This intellectual dispute subsequently resulted in a complicated confusion that prominent materials scientists have painstakingly tried to clarify since the invasion of NFs in PCs development [7] [8] . These scientists clearly pointed out that the development of a reliable engineering material goes beyond its cheapness and whether it is environmentally-friendly or not. It is basically dependent on its ability to withstand the test of time under the harshest service conditions for which it was designed; hence an optimum combination of properties is indispensable in materials development [9] .
The foregoing clarification eventually culminated in a lot of researchers with keen interest in NFs trying assiduously to strike a balance between NFRPCs and SFRPCs. The consequent approaches to upgrade the properties of NFRPCs include fiber surface modification by chemical treatments, polymer matrix modification and the deployment of coupling agents [10] [11] [12] [13] .
Nonetheless, these approaches still failed to be NFRPCs’ saving grace despite reducing the economic viability of developing them. According to some researchers, the economic viability of developing NFRPCs is another major claim that led to the express switch from SFRPCs to NFRPCs [14] .

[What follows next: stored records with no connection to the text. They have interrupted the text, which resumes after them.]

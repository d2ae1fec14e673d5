//! HTTP transport types for the host-does-IO pattern.
//!
//! # Design
//! These types describe requests and responses as plain data. The core builds
//! a `WireRequest`, the host's `Transport` performs the exchange, and hands
//! back a `RawResponse` holding whatever it got: maybe bytes, maybe a status,
//! maybe a transport error message. Classification of that triple is the
//! core's job, not the host's.

use std::collections::BTreeMap;
use std::fmt;
use std::str::FromStr;
use std::time::Duration;

use url::Url;

/// HTTP method for a request.
#[derive(Debug, Clone, Copy, PartialEq, Eq, Hash, Default)]
pub enum HttpMethod {
    #[default]
    Get,
    Post,
    Put,
    Delete,
}

impl HttpMethod {
    pub fn as_str(self) -> &'static str {
        match self {
            HttpMethod::Get => "GET",
            HttpMethod::Post => "POST",
            HttpMethod::Put => "PUT",
            HttpMethod::Delete => "DELETE",
        }
    }

    /// Whether parameters travel in the query string rather than the body.
    pub fn uses_query(self) -> bool {
        matches!(self, HttpMethod::Get | HttpMethod::Delete)
    }
}

impl fmt::Display for HttpMethod {
    fn fmt(&self, f: &mut fmt::Formatter<'_>) -> fmt::Result {
        f.write_str(self.as_str())
    }
}

/// Error for a method token outside GET/POST/PUT/DELETE.
#[derive(Debug, Clone, PartialEq, Eq)]
pub struct UnknownMethod(pub String);

impl FromStr for HttpMethod {
    type Err = UnknownMethod;

    /// Case-insensitive.
    fn from_str(s: &str) -> Result<Self, Self::Err> {
        match s.to_ascii_lowercase().as_str() {
            "get" => Ok(HttpMethod::Get),
            "post" => Ok(HttpMethod::Post),
            "put" => Ok(HttpMethod::Put),
            "delete" => Ok(HttpMethod::Delete),
            _ => Err(UnknownMethod(s.to_string())),
        }
    }
}

/// A fully built request, ready for the transport.
///
/// Header names are kept in a sorted map so the request renders the same way
/// every time.
#[derive(Debug, Clone, PartialEq, Eq)]
pub struct WireRequest {
    pub method: HttpMethod,
    pub url: Url,
    pub headers: BTreeMap<String, String>,
    pub body: Option<Vec<u8>>,
    /// Passed through to the transport; the core does not enforce it.
    pub timeout: Duration,
}

impl WireRequest {
    pub fn header(&self, name: &str) -> Option<&str> {
        self.headers
            .iter()
            .find(|(key, _)| key.eq_ignore_ascii_case(name))
            .map(|(_, value)| value.as_str())
    }
}

/// What the transport observed, handed back verbatim.
#[derive(Debug, Clone, Default, PartialEq, Eq)]
pub struct RawResponse {
    /// `None` when no HTTP response was received.
    pub status: Option<u16>,
    pub body: Option<Vec<u8>>,
    /// Transport-level failure description.
    pub error: Option<String>,
}

impl RawResponse {
    pub fn new(status: u16, body: impl Into<Vec<u8>>) -> Self {
        Self {
            status: Some(status),
            body: Some(body.into()),
            error: None,
        }
    }

    /// A response for an exchange that failed before any HTTP response.
    pub fn failed(message: impl Into<String>) -> Self {
        Self {
            status: None,
            body: None,
            error: Some(message.into()),
        }
    }
}

/// A successfully classified response body.
#[derive(Debug, Clone, PartialEq)]
pub enum Payload {
    Json(serde_json::Value),
    Text(String),
}

impl Payload {
    /// The payload as JSON; text becomes a JSON string.
    pub fn into_json(self) -> serde_json::Value {
        match self {
            Payload::Json(value) => value,
            Payload::Text(text) => serde_json::Value::String(text),
        }
    }
}

/// Upload progress snapshot.
#[derive(Debug, Clone, Copy, PartialEq, Eq)]
pub struct Progress {
    pub bytes_sent: u64,
    pub total_bytes: u64,
}

impl Progress {
    pub fn fraction(&self) -> f64 {
        if self.total_bytes == 0 {
            return 0.0;
        }
        self.bytes_sent as f64 / self.total_bytes as f64
    }
}
/// Asks the still-running Hyper-V export / import jobs of one VM to
/// terminate. Jobs are matched through their affected element, so other
/// VMs' transfers keep running.
pub fn terminate_transfer_jobs_script(vm_name: &str) -> String {
    format!(
        r#"
$target = {vm}
Get-CimInstance -Namespace 'root\virtualization\v2' -ClassName Msvm_ConcreteJob -ErrorAction SilentlyContinue |
    Where-Object {{ $_.JobState -eq 4 -and ("$($_.Caption) $($_.Description)" -match 'export|import') }} |
    Where-Object {{
        @(Get-CimAssociatedInstance -InputObject $_ -Association Msvm_AffectedJobElement -ErrorAction SilentlyContinue |
            Where-Object {{ $_.ElementName -eq $target }}).Count -gt 0
    }} |
    ForEach-Object {{ Invoke-CimMethod -InputObject $_ -MethodName RequestStateChange -Arguments @{{ RequestedState = [uint16]4 }} | Out-Null }}
"#,
        vm = PsScripts::quote(vm_name)
    )
}

// ─── Job tracking ────────────────────────────────────────────────────

/// State machine for one polled job.
///
/// Progress is forwarded only when it strictly increases, so observers
/// see a deduplicated, non-decreasing sequence that ends at 100 when the
/// job completes.
#[derive(Debug)]
pub struct JobTracker {
    state: JobState,
    last_reported: Option<u8>,
    result: Option<String>,
    target: Option<String>,
}

impl Default for JobTracker {
    fn default() -> Self {
        Self::new()
    }
}

impl JobTracker {
    pub fn new() -> Self {
        Self {
            state: JobState::NotStarted,
            last_reported: None,
            result: None,
            target: None,
        }
    }

    pub fn state(&self) -> JobState {
        self.state
    }

    /// Last percentage handed to the observer.
    pub fn last_reported(&self) -> Option<u8> {
        self.last_reported
    }

    /// Record a host state; terminal states are final.
    pub fn observe_state(&mut self, text: &str) {
        if self.state.is_terminal() {
            return;
        }
        let next = JobState::from_ps_string(text);
        if next != self.state {
            debug!("Job state {:?} -> {:?}", self.state, next);
            self.state = next;
        }
    }

    pub fn observe_progress(&mut self, percent: u8, observer: &dyn ProgressObserver) {
        let percent = percent.min(100);
        if self.last_reported.map_or(true, |last| percent > last) {
            self.last_reported = Some(percent);
            observer.on_progress(percent);
        }
    }

    /// Feed one stdout line; returns whether it was a marker.
    pub fn handle_line(&mut self, line: &str, observer: &dyn ProgressObserver) -> bool {
        match parse_marker(line) {
            Some(Marker::Progress(pct)) => {
                if self.state == JobState::NotStarted {
                    self.state = JobState::Running;
                }
                self.observe_progress(pct, observer);
                true
            }
            Some(Marker::State(state)) => {
                self.observe_state(&state);
                true
            }
            Some(Marker::Result(payload)) => {
                self.result = Some(payload);
                true
            }
            Some(Marker::Target(name)) => {
                self.target = Some(name);
                true
            }
            None => false,
        }
    }

    /// Mark the job completed and make sure the observer saw 100.
    pub fn complete(&mut self, observer: &dyn ProgressObserver) {
        self.state = JobState::Completed;
        self.observe_progress(100, observer);
    }

    pub fn fail(&mut self) {
        self.state = JobState::Failed;
    }

    pub fn take_result(&mut self) -> Option<String> {
        self.result.take()
    }

    /// VM named by the script's target marker.
    pub fn target(&self) -> Option<&str> {
        self.target.as_deref()
    }
}

// ─── Manager ─────────────────────────────────────────────────────────

/// Manager for export, import and the pre-export disk check.
pub struct TransferManager;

During the advent of NFRPCs, the vegetal fibers (VFs) were the most exploited NFs. However, due to their associated drawbacks such as hydrophilic nature, dimensional instability at high temperatures and poor adhesive strength (wettability) [15] [16] , some researchers substantially began to consider animal fibers (AFs) free of these deficiencies as suitable alternatives [17] [18] [19] [20] [21] .
At first, the diversion into AFRPCs showed some great prospects; however, the problem of great anisotropy in their properties makes it difficult to develop AFRPCs with desired engineering properties [22] [23] .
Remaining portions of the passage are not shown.